Cuando digo condicional no digo especulativo. Hay indicios que apuntan hacia la posibilidad de que un triunfo de la oposición venezolana sea realidad mañana. Las encuestas coinciden. Pero en tanto no leamos las cifras finales, son solo indicios, probabilidades; nada más.

Lo cierto es que si la oposición logra un triunfo electoral estaremos frente a un gran acontecimiento histórico; uno que marcará a fuego un antes y un después; un nuevo comienzo; la apertura de otro espacio en ese largo camino que lleva hacia la conquista de la democracia.

Si la oposición gana este domingo, esa oposición pasará de hecho a ser parte constitutiva del Estado; perderá su carácter marginal y asumirá responsabilidades públicas. Independientemente a si el Gobierno de Maduro reconozca o no a la oposición, el hecho objetivo es que la tendrá ahí, a su lado. De una u otra manera esa oposición buscará usar el poder legislativo como un contrapeso frente al ejecutivo.
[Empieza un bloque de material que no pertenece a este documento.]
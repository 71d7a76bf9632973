//! Token codec: signing and verification of bearer tokens.
//!
//! Tokens are three dot-separated base64url segments (header, payload,
//! signature) signed with HMAC-SHA-512 over `header.payload` under the
//! process-wide symmetric secret. Signing and verification are pure
//! functions of their inputs plus wall-clock time for the expiry check.
//!
//! # Security
//!
//! - Tokens are size-checked BEFORE parsing (DoS prevention)
//! - Only HS512 is accepted; tokens carrying any other algorithm are
//!   rejected as malformed
//! - Signature comparison is constant time (via `jsonwebtoken`/`ring`)
//! - The `sub` and `jti` fields are redacted in Debug output

use crate::errors::AuthError;
use chrono::Utc;
use jsonwebtoken::{
    decode, encode, errors::ErrorKind, Algorithm, DecodingKey, EncodingKey, Header, Validation,
};
use secrecy::{ExposeSecret, SecretString};
use serde::{Deserialize, Serialize};
use std::fmt;
use tracing::instrument;

/// Maximum allowed token size in bytes (8KB).
///
/// Tokens larger than this are rejected before base64 decoding or any
/// cryptographic work. Typical tokens here are 300-600 bytes; the limit
/// leaves room for large role sets while bounding the work an oversized
/// credential can cause.
pub const MAX_TOKEN_SIZE_BYTES: usize = 8192;

/// Claims embedded in a signed token.
///
/// `sub`, `iat`, `exp`, and `jti` are always present. `roles` is present
/// on access tokens and omitted from the payload entirely for refresh
/// tokens, which authorize nothing beyond minting their successors.
#[derive(Clone, PartialEq, Eq, Serialize, Deserialize)]
pub struct Claims {
    /// Subject (user identifier).
    pub sub: String,

    /// Issued-at timestamp (Unix epoch seconds).
    pub iat: i64,

    /// Expiration timestamp (Unix epoch seconds).
    pub exp: i64,

    /// Unique token identifier; keeps two tokens minted for the same
    /// subject within the same second from colliding in the store.
    pub jti: String,

    /// Role names, in directory order. Absent on refresh tokens.
    #[serde(default, skip_serializing_if = "Option::is_none")]
    pub roles: Option<Vec<String>>,
}

impl Claims {
    #[must_use]
    pub fn new(sub: String, iat: i64, exp: i64, jti: String, roles: Option<Vec<String>>) -> Self {
        Self {
            sub,
            iat,
            exp,
            jti,
            roles,
        }
    }

    /// Whether these claims belong to a refresh token (no role claims).
    #[must_use]
    pub fn is_refresh(&self) -> bool {
        self.roles.is_none()
    }
}

/// The `sub` and `jti` fields identify a user and a credential and are
/// redacted in Debug output.
impl fmt::Debug for Claims {
    fn fmt(&self, f: &mut fmt::Formatter<'_>) -> fmt::Result {
        f.debug_struct("Claims")
            .field("sub", &"[REDACTED]")
            .field("iat", &self.iat)
            .field("exp", &self.exp)
            .field("jti", &"[REDACTED]")
            .field("roles", &self.roles)
            .finish()
    }
}

/// Sign claims into a token under the given secret.
///
/// Deterministic for identical claims and secret.
///
/// # Errors
///
/// Returns `AuthError::Encoding` if the claims cannot be serialized.
/// Signing failures are not transient; callers should not retry.
#[instrument(skip_all)]
pub fn sign_token(claims: &Claims, secret: &SecretString) -> Result<String, AuthError> {
    let encoding_key = EncodingKey::from_secret(secret.expose_secret().as_bytes());
    let header = Header::new(Algorithm::HS512);

    encode(&header, claims, &encoding_key).map_err(|e| AuthError::Encoding(e.to_string()))
}

/// Verify a token's signature and embedded expiry, returning its claims.
///
/// The size check and structural parse run before any cryptography; the
/// signature is checked before the expiry so a tampered `exp` can never
/// influence the outcome.
///
/// # Errors
///
/// - `AuthError::Malformed` - oversized, not three-part, undecodable, or
///   signed with an unexpected algorithm
/// - `AuthError::InvalidSignature` - signature does not match the payload
/// - `AuthError::Expired` - `exp` is at or before the current time
#[instrument(skip_all)]
pub fn verify_token(token: &str, secret: &SecretString) -> Result<Claims, AuthError> {
    // Check token size BEFORE any parsing or cryptographic operations
    if token.len() > MAX_TOKEN_SIZE_BYTES {
        tracing::debug!(
            target: "auth.crypto",
            token_size = token.len(),
            max_size = MAX_TOKEN_SIZE_BYTES,
            "Token rejected: size exceeds maximum allowed"
        );
        return Err(AuthError::Malformed);
    }

    let decoding_key = DecodingKey::from_secret(secret.expose_secret().as_bytes());

    let mut validation = Validation::new(Algorithm::HS512);
    validation.validate_exp = true;
    // No leeway: an expiry at or before now must fail even for sub-second
    // token lifetimes.
    validation.leeway = 0;

    let token_data = decode::<Claims>(token, &decoding_key, &validation).map_err(|e| {
        let err = match e.kind() {
            ErrorKind::ExpiredSignature => AuthError::Expired,
            ErrorKind::InvalidSignature => AuthError::InvalidSignature,
            _ => AuthError::Malformed,
        };
        tracing::debug!(target: "auth.crypto", error = %e, "Token verification failed");
        err
    })?;

    // The envelope expiry is inclusive: a token whose `exp` equals the
    // current second is already expired, which `jsonwebtoken` alone does
    // not enforce.
    if token_data.claims.exp <= Utc::now().timestamp() {
        return Err(AuthError::Expired);
    }

    Ok(token_data.claims)
}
Si la oposición gana el 6-D no solo será legítima; será, además, legal. Doblemente legal: lo será porque accederá legalmente a ocupar el sitial que le corresponde y porque a sus manos será entregada la potestad legal, esto es, la facultad de dictar y revocar leyes.

El acceso de la oposición al Estado abrirá un dilema al Gobierno de Maduro: o la convivencia institucional con un poder hasta ahora considerado como enemigo, o la aceptación de un Estado dividido en dos partes antagónicas e irreconciliables.

¿Aceptará Maduro compartir el Estado con el enemigo? Hablando de un gobierno normal esa sería la más óptima de todas las alternativas. Si uno revisa la historia reciente de Europa nos encontramos con diversos tipos de gobiernos convivientes y nadie se muere por eso. Pero ¿es el de Maduro un gobierno normal? En esa pregunta yace el principal problema que vivirá Venezuela en pocos días más.

El Gobierno de Maduro no es normal en el sentido de su autodefinición: es un gobierno que se dice y cree ser revolucionario.

Para un gobierno que se dice y cree ser revolucionario, el poder cuando se tiene no se entrega. Esa era en el pasado una de las afirmaciones favoritas del mentor ideológico del chavismo, Fidel Castro.

Efectivamente, un gobierno, para un revolucionario, no es un fin. Es solo un medio en el camino que lleva a la conquista del poder, de todo el poder. La razón de la revolución para los revolucionarios —aun para los de tercera clase como son los que rodean a Maduro— está situada por sobre todo, incluyendo en ese todo a la Constitución y a las leyes.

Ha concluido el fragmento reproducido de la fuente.